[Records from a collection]
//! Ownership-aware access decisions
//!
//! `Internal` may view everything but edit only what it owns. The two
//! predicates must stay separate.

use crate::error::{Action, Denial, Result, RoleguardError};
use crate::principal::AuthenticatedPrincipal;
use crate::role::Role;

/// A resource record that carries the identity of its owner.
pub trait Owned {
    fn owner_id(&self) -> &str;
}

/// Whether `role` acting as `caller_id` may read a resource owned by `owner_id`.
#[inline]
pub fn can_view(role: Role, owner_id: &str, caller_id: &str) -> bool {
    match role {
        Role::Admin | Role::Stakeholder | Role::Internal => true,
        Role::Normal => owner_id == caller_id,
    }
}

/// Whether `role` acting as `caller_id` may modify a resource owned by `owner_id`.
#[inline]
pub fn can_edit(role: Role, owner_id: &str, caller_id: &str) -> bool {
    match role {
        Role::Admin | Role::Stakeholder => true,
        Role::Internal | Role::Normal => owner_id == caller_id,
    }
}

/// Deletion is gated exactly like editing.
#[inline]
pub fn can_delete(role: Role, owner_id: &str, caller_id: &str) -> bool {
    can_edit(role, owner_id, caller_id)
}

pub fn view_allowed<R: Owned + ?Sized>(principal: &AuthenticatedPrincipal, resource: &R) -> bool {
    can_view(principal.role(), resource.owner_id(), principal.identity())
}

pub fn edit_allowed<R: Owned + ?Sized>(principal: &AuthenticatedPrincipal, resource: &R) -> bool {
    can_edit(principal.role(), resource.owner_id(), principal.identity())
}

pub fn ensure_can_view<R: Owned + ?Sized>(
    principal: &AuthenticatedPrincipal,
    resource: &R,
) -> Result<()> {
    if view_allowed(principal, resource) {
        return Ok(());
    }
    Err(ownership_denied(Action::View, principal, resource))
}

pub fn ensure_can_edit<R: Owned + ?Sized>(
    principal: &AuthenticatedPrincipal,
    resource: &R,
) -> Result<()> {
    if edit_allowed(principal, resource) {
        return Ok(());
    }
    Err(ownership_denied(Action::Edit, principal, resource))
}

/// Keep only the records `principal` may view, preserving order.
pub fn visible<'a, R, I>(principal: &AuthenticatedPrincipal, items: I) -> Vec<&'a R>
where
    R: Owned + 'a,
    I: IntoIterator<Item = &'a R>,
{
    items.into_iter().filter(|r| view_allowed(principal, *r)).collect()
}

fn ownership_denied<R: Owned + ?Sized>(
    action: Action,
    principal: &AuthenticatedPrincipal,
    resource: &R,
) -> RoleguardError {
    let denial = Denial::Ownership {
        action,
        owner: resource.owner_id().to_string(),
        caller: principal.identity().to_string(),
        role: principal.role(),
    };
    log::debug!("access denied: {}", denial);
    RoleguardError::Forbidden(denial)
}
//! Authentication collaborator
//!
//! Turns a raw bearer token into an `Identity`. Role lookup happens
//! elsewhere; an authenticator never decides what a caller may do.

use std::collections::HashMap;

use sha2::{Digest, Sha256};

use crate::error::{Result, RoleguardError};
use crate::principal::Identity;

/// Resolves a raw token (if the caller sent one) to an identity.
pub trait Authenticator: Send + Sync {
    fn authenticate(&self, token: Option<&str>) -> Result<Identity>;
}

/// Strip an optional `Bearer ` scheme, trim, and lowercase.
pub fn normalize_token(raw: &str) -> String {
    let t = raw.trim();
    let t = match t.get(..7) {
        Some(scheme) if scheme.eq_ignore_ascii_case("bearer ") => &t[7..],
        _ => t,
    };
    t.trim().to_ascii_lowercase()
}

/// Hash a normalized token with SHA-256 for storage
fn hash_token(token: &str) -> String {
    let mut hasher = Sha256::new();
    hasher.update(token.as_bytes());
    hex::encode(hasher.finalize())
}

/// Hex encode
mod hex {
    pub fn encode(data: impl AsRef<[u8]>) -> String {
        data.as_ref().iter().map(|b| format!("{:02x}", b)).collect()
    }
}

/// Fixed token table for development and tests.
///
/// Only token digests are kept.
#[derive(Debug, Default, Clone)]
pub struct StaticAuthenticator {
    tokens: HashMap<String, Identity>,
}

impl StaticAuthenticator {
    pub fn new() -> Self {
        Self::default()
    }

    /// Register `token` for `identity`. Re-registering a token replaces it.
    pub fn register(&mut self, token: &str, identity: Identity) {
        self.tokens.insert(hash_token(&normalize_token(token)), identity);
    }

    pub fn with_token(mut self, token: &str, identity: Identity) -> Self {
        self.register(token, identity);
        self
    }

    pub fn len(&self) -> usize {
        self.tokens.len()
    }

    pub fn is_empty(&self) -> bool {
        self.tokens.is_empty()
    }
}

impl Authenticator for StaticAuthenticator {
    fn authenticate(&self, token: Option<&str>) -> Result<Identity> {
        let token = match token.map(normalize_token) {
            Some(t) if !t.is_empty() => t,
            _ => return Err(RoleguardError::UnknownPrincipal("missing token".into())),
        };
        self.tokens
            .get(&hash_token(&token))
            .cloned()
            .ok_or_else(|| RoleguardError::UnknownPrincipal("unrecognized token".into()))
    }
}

**Exercise:** Your reply should consist solely of the number of lines above that contain the word "hasher".

**Reply:** 3